_TASK TO COMPLETE_. Having found the line that contains "let payload = outcome.unwrap_err();", please retype only it and every line after it up to the end of the entries, exactly as written.

_INPUT DATA_.
//! Group communication.
//!
//! The I/O and assembly layers only need a handful of blocking collectives.
//! They are consumed through [`Communicator`]; [`SingleComm`] is the trivial
//! one-rank group and [`ThreadComm`] runs a group of ranks as threads of one
//! process.

use crate::{
    error::{domain_error, Error, Result},
    types::{SInt, PEID},
};
use log::debug;
use rayon::ThreadPoolBuilder;
use std::{
    panic::{self, AssertUnwindSafe},
    sync::{Arc, Condvar, Mutex, MutexGuard, PoisonError},
};

/// A group of ranks.
///
/// Every collective blocks until all ranks of the group have entered it. A
/// rank that never enters a collective deadlocks the group.
pub trait Communicator: Sync {
    fn rank(&self) -> PEID;

    fn size(&self) -> PEID;

    /// Every rank contributes `data`; every rank receives all contributions in
    /// rank order. `op` names the collective so that ranks entering different
    /// operations can be detected.
    fn all_gather_bytes(&self, op: &'static str, data: Vec<u8>) -> Result<Vec<Vec<u8>>>;

    fn barrier(&self) -> Result<()> {
        self.all_gather_bytes("barrier", vec![]).map(|_| ())
    }

    fn all_gather(&self, value: SInt) -> Result<Vec<SInt>> {
        self.all_gather_bytes("all_gather", value.to_ne_bytes().to_vec())?
            .iter()
            .map(|bytes| decode_sint(bytes))
            .collect()
    }

    fn all_reduce_sum(&self, value: SInt) -> Result<SInt> {
        Ok(self.all_gather(value)?.iter().sum())
    }

    /// Sum of the values of all ranks before this one.
    fn exclusive_scan_sum(&self, value: SInt) -> Result<SInt> {
        Ok(self.all_gather(value)?[..self.rank()].iter().sum())
    }

    /// Collects the contributions of all ranks on `root`; other ranks get
    /// `None`.
    fn gather_bytes(&self, root: PEID, data: Vec<u8>) -> Result<Option<Vec<Vec<u8>>>> {
        let all = self.all_gather_bytes("gather", data)?;
        Ok(if self.rank() == root { Some(all) } else { None })
    }
}

fn decode_sint(bytes: &[u8]) -> Result<SInt> {
    let bytes: [u8; 8] = bytes
        .try_into()
        .map_err(|_| Error::CollectiveMismatch(format!("expected 8 bytes, got {}", bytes.len())))?;
    Ok(SInt::from_ne_bytes(bytes))
}

/// The group consisting of the calling rank only.
pub struct SingleComm;

impl Communicator for SingleComm {
    fn rank(&self) -> PEID {
        0
    }

    fn size(&self) -> PEID {
        1
    }

    fn all_gather_bytes(&self, _op: &'static str, data: Vec<u8>) -> Result<Vec<Vec<u8>>> {
        Ok(vec![data])
    }
}

#[derive(Default)]
struct Round {
    arrived: PEID,
    generation: u64,
    /// The first rank that abandoned the group.
    abandoned_by: Option<PEID>,
}

struct Exchange {
    slots: Mutex<Vec<Option<(&'static str, Vec<u8>)>>>,
    round: Mutex<Round>,
    all_arrived: Condvar,
}

/// One rank of a group whose ranks are threads of the same process.
pub struct ThreadComm {
    rank: PEID,
    size: PEID,
    exchange: Arc<Exchange>,
}

impl ThreadComm {
    /// Creates the `size` communicators of a new group, in rank order.
    pub fn group(size: PEID) -> Vec<ThreadComm> {
        let exchange = Arc::new(Exchange {
            slots: Mutex::new(vec![None; size]),
            round: Mutex::new(Round::default()),
            all_arrived: Condvar::new(),
        });
        (0..size)
            .map(|rank| ThreadComm {
                rank,
                size,
                exchange: exchange.clone(),
            })
            .collect()
    }

    fn poisoned<T>(&self) -> Result<T> {
        Err(Error::CollectiveMismatch(format!(
            "rank {} found the exchange poisoned by a failed rank",
            self.rank
        )))
    }

    /// Blocks until every rank has arrived, or fails once the group is
    /// abandoned.
    fn wait(&self) -> Result<()> {
        let mut round = match self.exchange.round.lock() {
            Ok(round) => round,
            Err(_) => return self.poisoned(),
        };
        if round.abandoned_by.is_some() {
            return self.poisoned();
        }
        let generation = round.generation;
        round.arrived += 1;
        if round.arrived == self.size {
            round.arrived = 0;
            round.generation += 1;
            self.exchange.all_arrived.notify_all();
            return Ok(());
        }
        while round.generation == generation && round.abandoned_by.is_none() {
            round = match self.exchange.all_arrived.wait(round) {
                Ok(round) => round,
                Err(_) => return self.poisoned(),
            };
        }
        if round.generation == generation {
            return self.poisoned();
        }
        Ok(())
    }

    /// Releases every rank blocked in or later entering a collective of this
    /// group; they all fail.
    fn abandon(&self) {
        let mut round = self.round();
        round.abandoned_by.get_or_insert(self.rank);
        self.exchange.all_arrived.notify_all();
    }

    fn abandoned_by(&self) -> Option<PEID> {
        self.round().abandoned_by
    }

    fn round(&self) -> MutexGuard<'_, Round> {
        self.exchange
            .round
            .lock()
            .unwrap_or_else(PoisonError::into_inner)
    }
}

impl Communicator for ThreadComm {
    fn rank(&self) -> PEID {
        self.rank
    }

    fn size(&self) -> PEID {
        self.size
    }

    fn all_gather_bytes(&self, op: &'static str, data: Vec<u8>) -> Result<Vec<Vec<u8>>> {
        match self.exchange.slots.lock() {
            Ok(mut slots) => slots[self.rank] = Some((op, data)),
            Err(_) => return self.poisoned(),
        }
        self.wait()?;
        let contributions = match self.exchange.slots.lock() {
            Ok(slots) => slots.clone(),
            Err(_) => return self.poisoned(),
        };
        // Nobody may overwrite a slot before every rank has copied the round.
        self.wait()?;
        let mut result = Vec::with_capacity(self.size);
        for (rank, slot) in contributions.into_iter().enumerate() {
            match slot {
                Some((other, bytes)) if other == op => result.push(bytes),
                Some((other, _)) => {
                    return Err(Error::CollectiveMismatch(format!(
                        "rank {} entered {} while rank {} entered {}",
                        self.rank, op, rank, other
                    )))
                }
                None => {
                    return Err(Error::CollectiveMismatch(format!(
                        "rank {} did not contribute to {}",
                        rank, op
                    )))
                }
            }
        }
        Ok(result)
    }
}

/// Runs `f` once per rank of a new [`ThreadComm`] group of `size` ranks, each
/// on its own thread, and returns the results in rank order.
///
/// A panicking rank abandons the group so that the other ranks fail out of
/// their collectives; the panic is then resumed on the calling thread.
pub fn launch<R, F>(size: PEID, f: F) -> Result<Vec<R>>
where
    R: Send,
    F: Fn(&ThreadComm) -> R + Sync,
{
    if size == 0 {
        return domain_error("a group needs at least one rank");
    }
    let pool = ThreadPoolBuilder::new()
        .num_threads(size)
        .thread_name(|i| format!("rank-{}", i))
        .build()
        .map_err(|e| Error::Domain(format!("cannot start {} ranks: {}", size, e)))?;
    let comms = ThreadComm::group(size);
    debug!("launching {} ranks", size);
    let results = pool.broadcast(|ctx| {
        let comm = &comms[ctx.index()];
        panic::catch_unwind(AssertUnwindSafe(|| f(comm))).map_err(|payload| {
            comm.abandon();
            payload
        })
    });
    let mut values = Vec::with_capacity(size);
    let mut panics = vec![];
    for (rank, result) in results.into_iter().enumerate() {
        match result {
            Ok(value) => values.push(value),
            Err(payload) => panics.push((rank, payload)),
        }
    }
    if !panics.is_empty() {
        // Later panics are usually ranks failing on the abandoned group.
        let first = comms[0].abandoned_by();
        let index = panics
            .iter()
            .position(|&(rank, _)| Some(rank) == first)
            .unwrap_or(0);
        panic::resume_unwind(panics.swap_remove(index).1);
    }
    Ok(values)
}

#[cfg(test)]
mod tests {
    use super::*;
    use std::sync::atomic::{AtomicUsize, Ordering};

    #[test]
    fn test_single() {
        let comm = SingleComm;
        assert_eq!(comm.all_gather(5).unwrap(), vec![5]);
        assert_eq!(comm.all_reduce_sum(5).unwrap(), 5);
        assert_eq!(comm.exclusive_scan_sum(5).unwrap(), 0);
        assert_eq!(comm.gather_bytes(0, vec![1]).unwrap(), Some(vec![vec![1]]));
    }

    #[test]
    fn test_thread_collectives() {
        let results = launch(4, |comm| {
            let value = (comm.rank() as SInt + 1) * 10;
            (
                comm.all_gather(value).unwrap(),
                comm.all_reduce_sum(value).unwrap(),
                comm.exclusive_scan_sum(value).unwrap(),
            )
        })
        .unwrap();
        for (rank, (gathered, sum, prefix)) in results.into_iter().enumerate() {
            assert_eq!(gathered, vec![10, 20, 30, 40]);
            assert_eq!(sum, 100);
            assert_eq!(prefix, [0, 10, 30, 60][rank]);
        }
    }

    #[test]
    fn test_gather_on_root() {
        let results = launch(3, |comm| comm.gather_bytes(1, vec![comm.rank() as u8]).unwrap()).unwrap();
        assert_eq!(results[0], None);
        assert_eq!(results[1], Some(vec![vec![0], vec![1], vec![2]]));
        assert_eq!(results[2], None);
    }

    #[test]
    fn test_mismatch() {
        let results = launch(2, |comm| {
            if comm.rank() == 0 {
                comm.barrier()
            } else {
                comm.all_gather(1).map(|_| ())
            }
        })
        .unwrap();
        assert!(results
            .iter()
            .all(|r| matches!(r, Err(Error::CollectiveMismatch(_)))));
    }

    #[test]
    fn test_launch_zero() {
        assert!(launch(0, |comm| comm.rank()).is_err());
    }

    #[test]
    fn test_panicking_rank_releases_the_group() {
        let released = AtomicUsize::new(0);
        let outcome = panic::catch_unwind(AssertUnwindSafe(|| {
            launch(3, |comm| {
                if comm.rank() == 0 {
                    panic!("rank 0 failed");
                }
                if comm.barrier().is_err() {
                    released.fetch_add(1, Ordering::SeqCst);
                }
            })
        }));
        let payload = outcome.unwrap_err();
        assert_eq!(payload.downcast_ref::<&str>(), Some(&"rank 0 failed"));
        assert_eq!(released.load(Ordering::SeqCst), 2);
    }
}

_ANSWER SECTION_.
        let payload = outcome.unwrap_err();
        assert_eq!(payload.downcast_ref::<&str>(), Some(&"rank 0 failed"));
        assert_eq!(released.load(Ordering::SeqCst), 2);
    }
}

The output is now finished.